L. Libessart : Le premier album a été fait en quatre ans. Le deuxième en trois ans. Le troisième le sera en deux ans. C’est vrai que c’est très long. Nous avons pu nous permettre ces délais parce que l’éditeur n’est pas un éditeur professionnel tenu de faire des bénéfices. Assorbd est animé par des passionnés. Cette méthode de travail me handicape par ailleurs pour travailler chez d’autres éditeurs. Il m’avait été demandé de réaliser des planches pour un album dont l’action se passe à Jérusalem, en 70. Le délai qu’on me donnait pour le faire était trop court compte tenu du temps qu’il me fallait pour rassembler une documentation assez solide et contacter les personnes les plus qualifiées pour me renseigner. Ils ont dû trouver quelqu’un d’autre déjà plus spécialisé dans cette époque. Pour rester sur des exemples concernant la Gaule, j’aime beaucoup la série Vae Victis. Le talent de dessinateur et de raconteur de Jean-Yves Mitton n’est plus à prouver. Les volumes de la série paraissent à un rythme très soutenu mais la démarche n’est absolument pas la même que celle à l’initiative du Casque d’Agris et si Vae Victis est une très bonne BD d’aventure, le rythme de parution l’a forcément amené à devoir faire des approximations sur le plan archéologique. Cela étant dit, même si nous pouvons nous permettre d’être plus lents, nous avons perdu des lecteurs en cours de route qui avaient acheté le premier volume mais ne se sont pas procurés le second, en raison des délais trop importants entre les deux épisodes.
Ch. Hugot : Tu ne dessines pas le troisième volume d’Agris pour cette raison ?
L. Libessart : Oui. Il fallait aller plus vite. Comme j’ai d’autres projets en cours, je ne pouvais pas réaliser rapidement le troisième volume de la série. C’est désormais Claire Bigard qui dessinera Agris. J’y participe encore pour le cahier pédagogique notamment, mais je ne réalise plus les pages. Pour des projets archéologiques de ce type, je ne compte désormais me lancer que dans des récits en un volume pour éviter cet écueil du rythme contraint de parution.
Ch. Hugot : Silvio Luccisano et toi avez-vous d’autres projets liés à l’Antiquité ?

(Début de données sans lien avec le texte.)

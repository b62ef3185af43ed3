//! # Ticketing SDK
//!
//! Clients for the ticketing APIs: venues, inventory, content, baskets,
//! checkout, payments and agent bookings.
//!
//! ## Example
//!
//! ```no_run
//! use ticketing_sdk::{ApiContext, Environment, Pagination, TicketingClient};
//!
//! #[tokio::main]
//! async fn main() -> Result<(), Box<dyn std::error::Error>> {
//!     let client = TicketingClient::new(
//!         ApiContext::new(Environment::Qa).with_credentials("user", "password"),
//!     )?;
//!
//!     let products = client.inventory().search_products("hamilton").await?;
//!     println!("{} products", products.len());
//!
//!     let promotions = client.basket().get_promotions(Pagination::default()).await?;
//!     println!("{} promotions", promotions.total);
//!     Ok(())
//! }
//! ```
//!
//! ## Errors
//!
//! Every call returns [`ApiError`]. Calls that address a basket, order or
//! booking report a missing one as [`ApiError::BasketNotFound`],
//! [`ApiError::OrderNotFound`] or [`ApiError::BookingNotFound`]; the
//! failed response stays available through [`ApiError::http_failure`].

pub mod basket;
pub mod booking;
pub mod checkout;
pub mod client;
pub mod common;
pub mod content;
mod error;
pub mod inventory;
pub mod payment;
pub mod venue;

// Re-export main types for convenience
pub use basket::BasketService;
pub use booking::BookingService;
pub use checkout::CheckoutService;
pub use client::TicketingClient;
pub use common::{Address, AgentCredentials, Shopper};
pub use content::ContentService;
pub use inventory::InventoryService;
pub use payment::PaymentService;
pub use venue::VenueService;

pub use ticketing_sdk_core::{
    ApiContext, ApiError, AuthenticationMethod, AuthenticationService, ClientSettings, Environment,
    Money, PagedList, Pagination, Result, SdkConfig, SharedContext,
};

L. Libessart : Silvio a fait le scénario d’une bande dessinée consacrée à la bataille d’Alésia, dont Christophe Ansar est le dessinateur. J’en réalise l’encrage et j’interviens pour rectifier certains éléments. Chez Assorbd va également paraître une bande dessinée faite par Ludovic Gobbo, dans le contexte de la migration des Helvètes, prélude à la Conquête des Gaules par César. Là encore je fais l’encrage. J’ai aussi un vague projet autour du Cratère de Vix. Je trouve intéressant de varier les genres et de réaliser de la bd historique à côté des bandes dessinées de science fiction ou oniriques que je peux faire par ailleurs.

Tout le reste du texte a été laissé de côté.